Raunächte von Urs Faes ist eine verstörende Erzählung, sprachlich schön und übervoll mit Versatzstücken alter Sagen, historischen Einzelheiten aus der weiteren Umgebung (so findet z. B. Johann Friedrich Oberlin Erwähnung) und zarten Naturschilderungen, denen man heimlich wünscht, in einer liebenswerteren und weniger deprimierenden Geschichte vorzukommen. Denn Manfred ist ein handfester Antiheld, und sensible Menschen, insbesondere Pferdefreunde, sollten um die Raunächte vielleicht lieber einen Bogen machen.

Trotz aller schockierenden und abstoßenden Elemente des Inhalts muss man aber einräumen, dass die Art, wie Urs Faes erzählt, gelungen ist und bis in die kleinsten Details bewusst wirkt. Schon die Namensgebung ist zielgerichtet: Während „Minna“ die Liebe evoziert, die sie in beiden Brüdern weckt, heißt das Pferd, das Manfreds Rachedurst zum Opfer fällt, „Amaro“, also „bitter“, und es ist gewiss auch kein Zufall, dass Sebastian den Namen eines der bekanntesten gemarterten Heiligen trägt. Ob ihn tatsächlich ein wirksamer Fluch seines Bruders getroffen hat oder nur aus ganz irdischer Ursache mehrere Leben zerstört worden sind, bleibt in der Schwebe, aber es fällt bei der Lektüre doch auf, dass überwiegend den Frauen zugeschrieben wird, mit dem Unheimlichen und Unheilbringenden durch Religion und Volksbräuche einen erträglichen Umgang zu finden, während die Männer, die zum Aberglauben vordergründig Distanz zu wahren suchen, das Böse mit Wucht im realen Leben aufflammen lassen.

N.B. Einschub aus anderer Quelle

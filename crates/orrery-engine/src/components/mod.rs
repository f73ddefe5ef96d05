pub mod body;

Manfreds Wandeln in einem gespenstischen Wald der Kindheits- und Jugenderinnerungen wird von den Illustrationen von Nanne Meyer unterstrichen, die winterliche Bäume, die den Menschen klein werden lassen, mit Figuren kombiniert, die wie aus alten Fotos entnommen wirken. Ein Schaudern lässt sich da kaum vermeiden, und eine intensive Gesamtwirkung wird man dem Buch nicht absprechen können, auch wenn man sich gegen die Grausamkeit des Geschehens innerlich sträuben mag.

Urs Faes: Raunächte. 4. Aufl. Berlin, Insel, 2020, 84 Seiten.